Dunsmoor, Niv, et al., 2015).

Importantly, extinction has been theorized to involve unlearning or erasure of the original CS-US association (e.g., Rescorla & Wagner, 1972), or, alternatively, to induce new inhibitory learning between the CS and the US, the CS thereby acquiring inhibitory properties that reduce or suppress the CR (e.g., Bouton, 2002; Bouton, Westbrook, Corcoran, & Maren, 2006; Konorski, 1967; Pearce & Hall, 1980). In line with the latter view, research on extinction has unveiled the existence of at least four phenomena suggesting that original learning (i.e., acquisition) is not merely erased: (1) spontaneous recovery, which consists of the recovery of the CR when the CS is tested after time has passed following the end of extinction training, (2) reinstatement, which refers to the CR recovery occurring after the organism is exposed to the US alone after extinction, (3) renewal, which corresponds to the CR recovery that can happen when the context is changed after extinction, and (4) rapid reacquisition, which pertains to the rapid CR recovery when the CS is paired with the US again after extinction (Bouton, 2002).

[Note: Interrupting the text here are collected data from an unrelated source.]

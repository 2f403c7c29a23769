//! Key binding configuration and parsing.
//!
//! Keys are written `[ctrl-][alt-][shift-]KEY` and bound with
//! `KEY:ACTION[+ACTION...]`, several bindings separated by commas.

use std::{
    collections::HashMap,
    ops::{Deref, DerefMut},
};

use crossterm::event::{KeyCode, KeyEvent, KeyModifiers};
use thiserror::Error;

use crate::tui::event::{self, Action};

/// Errors raised while parsing `--bind` values
#[derive(Error, Debug, PartialEq, Eq)]
pub enum KeyParseError {
    /// The key or binding was empty
    #[error("cannot parse an empty key")]
    Empty,
    /// A modifier other than ctrl, alt or shift
    #[error("failed to parse {0:?} as key modifier")]
    UnknownModifier(String),
    /// The key name is not known
    #[error("unknown key {0:?}")]
    UnknownKey(String),
    /// The binding has no `:` between key and actions
    #[error("failed to parse {0:?} as key and action")]
    MissingSeparator(String),
    /// None of the chained actions is known
    #[error("empty action chain or unknown action {0:?}")]
    UnknownAction(String),
}

/// A map of key events to their associated actions
#[derive(Clone, Debug, PartialEq)]
pub struct KeyMap(pub HashMap<KeyEvent, Vec<Action>>);

impl Deref for KeyMap {
    type Target = HashMap<KeyEvent, Vec<Action>>;

    fn deref(&self) -> &Self::Target {
        &self.0
    }
}
impl DerefMut for KeyMap {
    fn deref_mut(&mut self) -> &mut Self::Target {
        &mut self.0
    }
}

impl From<&str> for KeyMap {
    fn from(value: &str) -> Self {
        parse_keymaps(value.split(','))
    }
}

impl Default for KeyMap {
    fn default() -> Self {
        get_default_key_map()
    }
}

impl KeyMap {
    /// Adds keymaps from the source, parsing them using parse_keymap
    pub fn add_keymaps<'a, T>(&mut self, source: T)
    where
        T: Iterator<Item = &'a str>,
    {
        for map in source {
            match parse_keymap(map).and_then(|(key, action_chain)| self.bind(key, action_chain)) {
                Ok(()) => (),
                Err(err) => warn!("ignoring binding {map:?}: {err}"),
            }
        }
    }

    fn bind(&mut self, key: &str, action_chain: Vec<Action>) -> Result<(), KeyParseError> {
        let key = parse_key(key)?;
        self.insert(key, action_chain);
        Ok(())
    }
}

/// Returns the default key bindings
#[rustfmt::skip]
pub fn get_default_key_map() -> KeyMap {
    let mut ret = HashMap::new();

    ret.insert(KeyEvent::new(KeyCode::Down, KeyModifiers::NONE), vec![Action::Down]);
    ret.insert(KeyEvent::new(KeyCode::Up, KeyModifiers::NONE), vec![Action::Up]);
    ret.insert(KeyEvent::new(KeyCode::End, KeyModifiers::NONE), vec![Action::EndOfLine]);
    ret.insert(KeyEvent::new(KeyCode::Home, KeyModifiers::NONE), vec![Action::BeginningOfLine]);
    ret.insert(KeyEvent::new(KeyCode::Delete, KeyModifiers::NONE), vec![Action::DeleteChar]);
    ret.insert(KeyEvent::new(KeyCode::Tab, KeyModifiers::NONE), vec![Action::ToggleDown]);
    ret.insert(KeyEvent::new(KeyCode::BackTab, KeyModifiers::NONE), vec![Action::ToggleUp]);
    ret.insert(KeyEvent::new(KeyCode::BackTab, KeyModifiers::SHIFT), vec![Action::ToggleUp]);
    ret.insert(KeyEvent::new(KeyCode::Esc, KeyModifiers::NONE), vec![Action::Quit]);
    ret.insert(KeyEvent::new(KeyCode::Enter, KeyModifiers::NONE), vec![Action::Accept]);
    ret.insert(KeyEvent::new(KeyCode::Left, KeyModifiers::NONE), vec![Action::BackwardChar]);
    ret.insert(KeyEvent::new(KeyCode::Right, KeyModifiers::NONE), vec![Action::ForwardChar]);
    ret.insert(KeyEvent::new(KeyCode::Backspace, KeyModifiers::NONE), vec![Action::BackwardDeleteChar]);

    ret.insert(KeyEvent::new(KeyCode::Left, KeyModifiers::CONTROL), vec![Action::BackwardWord]);
    ret.insert(KeyEvent::new(KeyCode::Right, KeyModifiers::CONTROL), vec![Action::ForwardWord]);

    ret.insert(KeyEvent::new(KeyCode::Char(' '), KeyModifiers::CONTROL), vec![Action::Toggle]);
    ret.insert(KeyEvent::new(KeyCode::Char('@'), KeyModifiers::CONTROL), vec![Action::Toggle]);
    ret.insert(KeyEvent::new(KeyCode::Char('a'), KeyModifiers::CONTROL), vec![Action::ToggleAll]);
    ret.insert(KeyEvent::new(KeyCode::Char('b'), KeyModifiers::CONTROL), vec![Action::BackwardChar]);
    ret.insert(KeyEvent::new(KeyCode::Char('c'), KeyModifiers::CONTROL), vec![Action::Abort]);
    ret.insert(KeyEvent::new(KeyCode::Char('e'), KeyModifiers::CONTROL), vec![Action::EndOfLine]);
    ret.insert(KeyEvent::new(KeyCode::Char('f'), KeyModifiers::CONTROL), vec![Action::ForwardChar]);
    ret.insert(KeyEvent::new(KeyCode::Char('h'), KeyModifiers::CONTROL), vec![Action::BackwardDeleteChar]);
    ret.insert(KeyEvent::new(KeyCode::Char('j'), KeyModifiers::CONTROL), vec![Action::Down]);
    ret.insert(KeyEvent::new(KeyCode::Char('k'), KeyModifiers::CONTROL), vec![Action::Up]);
    ret.insert(KeyEvent::new(KeyCode::Char('n'), KeyModifiers::CONTROL), vec![Action::Down]);
    ret.insert(KeyEvent::new(KeyCode::Char('p'), KeyModifiers::CONTROL), vec![Action::Up]);
    ret.insert(KeyEvent::new(KeyCode::Char('q'), KeyModifiers::CONTROL), vec![Action::Accept]);
    ret.insert(KeyEvent::new(KeyCode::Char('u'), KeyModifiers::CONTROL), vec![Action::UnixLineDiscard]);
    ret.insert(KeyEvent::new(KeyCode::Char('w'), KeyModifiers::CONTROL), vec![Action::UnixWordRubout]);

    ret.insert(KeyEvent::new(KeyCode::Backspace, KeyModifiers::ALT), vec![Action::BackwardKillWord]);

    ret.insert(KeyEvent::new(KeyCode::Char('b'), KeyModifiers::ALT), vec![Action::BackwardWord]);
    ret.insert(KeyEvent::new(KeyCode::Char('d'), KeyModifiers::ALT), vec![Action::KillWord]);
    ret.insert(KeyEvent::new(KeyCode::Char('f'), KeyModifiers::ALT), vec![Action::ForwardWord]);

    KeyMap(ret)
}

/// Parses a key str into a crossterm KeyEvent
pub fn parse_key(key: &str) -> Result<KeyEvent, KeyParseError> {
    if key.is_empty() {
        return Err(KeyParseError::Empty);
    }
    let (mod_strs, key) = match key.rsplit_once('-') {
        // a trailing '-' is the minus key itself
        Some((mods, "")) => (mods.strip_suffix('-').unwrap_or(mods), "-"),
        Some((mods, key)) => (mods, key),
        None => ("", key),
    };

    let mut mods = KeyModifiers::NONE;
    for mod_str in mod_strs.split('-').filter(|s| !s.is_empty()) {
        mods |= match mod_str {
            "ctrl" => KeyModifiers::CONTROL,
            "alt" => KeyModifiers::ALT,
            "shift" => KeyModifiers::SHIFT,
            s => return Err(KeyParseError::UnknownModifier(s.to_string())),
        }
    }

    let mut chars = key.chars();
    let keycode = match (chars.next(), chars.next()) {
        (Some(c), None) if c.is_uppercase() => {
            mods |= KeyModifiers::SHIFT;
            KeyCode::Char(c.to_lowercase().next().unwrap_or(c))
        }
        (Some(c), None) => KeyCode::Char(c),
        _ => match key.to_lowercase().as_str() {
            "space" => KeyCode::Char(' '),
            "enter" | "return" => KeyCode::Enter,
            "bspace" | "bs" | "backspace" => KeyCode::Backspace,
            "del" | "delete" => KeyCode::Delete,
            "up" => KeyCode::Up,
            "down" => KeyCode::Down,
            "left" => KeyCode::Left,
            "right" => KeyCode::Right,
            "tab" => KeyCode::Tab,
            "btab" => KeyCode::BackTab,
            "esc" => KeyCode::Esc,
            "home" => KeyCode::Home,
            "end" => KeyCode::End,
            "pgup" => KeyCode::PageUp,
            "pgdn" | "pgdown" => KeyCode::PageDown,
            s => match s.strip_prefix('f').and_then(|n| n.parse::<u8>().ok()) {
                Some(n) => KeyCode::F(n),
                None => return Err(KeyParseError::UnknownKey(key.to_string())),
            },
        },
    };

    Ok(KeyEvent::new(keycode, mods))
}

/// Parse an iterator of keymaps on top of the default KeyMap
pub fn parse_keymaps<'a, T>(maps: T) -> KeyMap
where
    T: Iterator<Item = &'a str>,
{
    let mut res = KeyMap::default();
    res.add_keymaps(maps);
    res
}

/// Parses an action chain, separated by '+'s into the corresponding actions
///
/// Unknown actions are skipped; the chain fails only when nothing is left.
pub fn parse_action_chain(action_chain: &str) -> Result<Vec<Action>, KeyParseError> {
    let actions: Vec<Action> = action_chain
        .split('+')
        .filter_map(|s| {
            let action = event::parse_action(s);
            if action.is_none() {
                debug!("unknown action {s:?}");
            }
            action
        })
        .collect();
    if actions.is_empty() {
        Err(KeyParseError::UnknownAction(action_chain.to_string()))
    } else {
        Ok(actions)
    }
}

/// Parse a single keymap and return the key and action(s)
pub fn parse_keymap(key_action: &str) -> Result<(&str, Vec<Action>), KeyParseError> {
    if key_action.is_empty() {
        return Err(KeyParseError::Empty);
    }
    debug!("got key_action: {key_action:?}");
    // the key itself may be ':'
    let split = match key_action.strip_prefix("::") {
        Some(chain) => Some((":", chain)),
        None => key_action.split_once(':'),
    };
    let (key, action_chain) = split.ok_or_else(|| KeyParseError::MissingSeparator(key_action.to_string()))?;
    Ok((key, parse_action_chain(action_chain)?))
}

Nevertheless, recent theoretical advances in the study of computational mechanisms underlying extinction processes have suggested that extinction may induce both the formation of new inhibitory learning that interferes with the original excitatory CS-US association and attenuation or updating of this association with new information (Dunsmoor, Niv, et al., 2015;

Gershman, Blei, & Niv, 2010; Gershman & Hartley, 2015; Gershman, Monfils, Norman, &

Niv, 2017; Gershman & Niv, 2012).

Further, extinction learning is more fragile than the original CS-US association acquired through Pavlovian conditioning, as well as more sensitive to contextual information (Bouton, 2002; Bouton et al., 2006; Dunsmoor, Niv, et al., 2015). The asymmetry between extinction fragility and conditioning strength and persistence is however likely adaptive:

Although signals for danger or reward may not always, or even only rarely, contingently co-occur with an actual threatening or rewarding event in the environment, producing a rapid

defensive or approach response, respectively, remains critical in promoting survival when the occurrence of threat or reward is still possible (Dunsmoor, Niv, et al., 2015). Maintaining a memory trace of the original CS-US association may therefore help prepare the organism against the remote possibility of future threat or reward (Dunsmoor, Niv, et al, 2015).